Lane Department of Computer Science and Electrical Engineering

Committee Chair

Arun Ross

Abstract

Performing face detection and recognition in low-resolution videos (e.g., surveillance videos) is a challenging task. To enhance the biometric content in these videos, image-level and score-level fusion techniques can be used to consolidate the information available in successive low-resolution frames. In particular, super-resolution can be used to perform image-level fusion while the simple sum-rule can be used to perform score-level fusion. In this thesis we propose a technique which adaptively selects low-resolution frames for fusion based on optical flow information.
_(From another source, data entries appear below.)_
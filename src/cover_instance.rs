//! The indexed working representation shared by the exact solvers.
//!
//! A `CoverInstance` is built once from a bipartite graph (or an edge-pair list) and is treated
//! as read-only afterwards: the kernelizer, the bitmask solver and the SAT search all operate on
//! the same sorted vertex lists and adjacency maps without ever mutating them.

use fxhash::{FxHashMap, FxHashSet};
use crate::bipartite::BipartiteGraph;
use crate::cust_error::ValidationError;

#[derive(Debug, Eq, PartialEq, Clone)]
pub struct CoverInstance {
    /// Left-side vertices, sorted.
    pub(crate) u_nodes: Vec<usize>,
    /// Right-side vertices, sorted.
    pub(crate) v_nodes: Vec<usize>,
    /// Neighbors of each left vertex.
    pub(crate) adj_u: FxHashMap<usize, FxHashSet<usize>>,
    /// Neighbors of each right vertex.
    pub(crate) adj_v: FxHashMap<usize, FxHashSet<usize>>,
    /// Edges as (left, right) pairs in a fixed order.
    pub(crate) edges: Vec<(usize, usize)>,
    /// Position of each edge in `edges`, used for bitmask encoding.
    pub(crate) edge_index: FxHashMap<(usize, usize), usize>,
}

impl CoverInstance {

    /// Builds an instance from (left, right) vertex pairs.
    /// Returns a `ValidationError` if a pair occurs twice or a vertex appears on both sides.
    pub fn from_pairs(pairs: &[(usize, usize)]) -> Result<Self, ValidationError> {
        let mut adj_u: FxHashMap<usize, FxHashSet<usize>> = FxHashMap::default();
        let mut adj_v: FxHashMap<usize, FxHashSet<usize>> = FxHashMap::default();
        let mut edges = Vec::with_capacity(pairs.len());
        let mut edge_index = FxHashMap::default();
        for &(u, v) in pairs {
            if edge_index.insert((u, v), edges.len()).is_some() {
                return Err(ValidationError::DuplicateEdge(u, v))
            }
            edges.push((u, v));
            adj_u.entry(u).or_default().insert(v);
            adj_v.entry(v).or_default().insert(u);
        }
        for u in adj_u.keys() {
            if adj_v.contains_key(u) {
                return Err(ValidationError::SidesNotDisjoint(*u))
            }
        }
        let mut u_nodes: Vec<usize> = adj_u.keys().copied().collect();
        let mut v_nodes: Vec<usize> = adj_v.keys().copied().collect();
        u_nodes.sort_unstable();
        v_nodes.sort_unstable();
        Ok(CoverInstance { u_nodes, v_nodes, adj_u, adj_v, edges, edge_index })
    }

    /// Builds an instance from a bipartite graph. Vertices without edges do not influence the
    /// cover number and are dropped.
    pub fn from_graph(graph: &BipartiteGraph) -> Self {
        let mut pairs: Vec<(usize, usize)> = graph
            .edges()
            .map(|e| {
                let (a, b) = e.endpoints();
                if graph.left().contains(&a) { (a, b) } else { (b, a) }
            })
            .collect();
        pairs.sort_unstable();
        // Parallel edges with distinct weights collapse onto one pair to cover.
        pairs.dedup();
        CoverInstance::from_pairs(&pairs)
            .expect("a `BipartiteGraph` has distinct edge pairs and disjoint sides")
    }

    /// Returns the number of edges.
    pub fn m(&self) -> usize {
        self.edges.len()
    }

    /// Checks if `(u, v)` is an edge, with `u` on the left side.
    pub fn has_edge(&self, u: usize, v: usize) -> bool {
        self.adj_u.get(&u).map_or(false, |neighbors| neighbors.contains(&v))
    }

    /// Returns the neighbors of the left vertex `u`.
    pub(crate) fn neighbors_of_u(&self, u: usize) -> &FxHashSet<usize> {
        self.adj_u.get(&u).expect("`u` is a left vertex of the instance")
    }

    /// Returns the neighbors of the right vertex `v`.
    pub(crate) fn neighbors_of_v(&self, v: usize) -> &FxHashSet<usize> {
        self.adj_v.get(&v).expect("`v` is a right vertex of the instance")
    }

}

#[cfg(test)]
mod tests {
    use super::*;
    use crate::bipartite::BipartiteGraph;

    #[test]
    fn from_pairs_test() {
        let ins = CoverInstance::from_pairs(&[(0, 3), (0, 4), (1, 3)]).unwrap();
        assert_eq!(ins.u_nodes, vec![0, 1]);
        assert_eq!(ins.v_nodes, vec![3, 4]);
        assert_eq!(ins.m(), 3);
        assert!(ins.has_edge(0, 4));
        assert!(!ins.has_edge(1, 4));
    }

    #[test]
    fn from_pairs_validation_test() {
        assert_eq!(
            CoverInstance::from_pairs(&[(0, 3), (0, 3)]),
            Err(ValidationError::DuplicateEdge(0, 3)),
        );
        assert!(matches!(
            CoverInstance::from_pairs(&[(0, 3), (3, 4)]),
            Err(ValidationError::SidesNotDisjoint(3)),
        ));
    }

    #[test]
    fn from_graph_test() {
        let graph = BipartiteGraph::from_pairs(&[(0, 3), (0, 4), (1, 3)]).unwrap();
        let ins = CoverInstance::from_graph(&graph);
        assert_eq!(ins.m(), 3);
        assert_eq!(ins.u_nodes, vec![0, 1]);
        assert_eq!(ins.edges, vec![(0, 3), (0, 4), (1, 3)]);
    }

}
The proposed technique automatically disregards frames that may cause severe artifacts in the super-resolved output by examining the optical flow matrices pertaining to successive frames. Experimental results demonstrate an improvement in the identification performance when adaptive frame selection is used to perform super-resolution. In addition, improvements in output image quality and computation time are observed. In score-level fusion, the low-resolution frames are first spatially interpolated and the simple sum rule is used to consolidate the match scores generated using the interpolated frames. On comparing the two fusion methods, it is observed that score-level fusion outperforms image-level fusion. This work highlights the importance of adaptive frame selection in the context of fusion.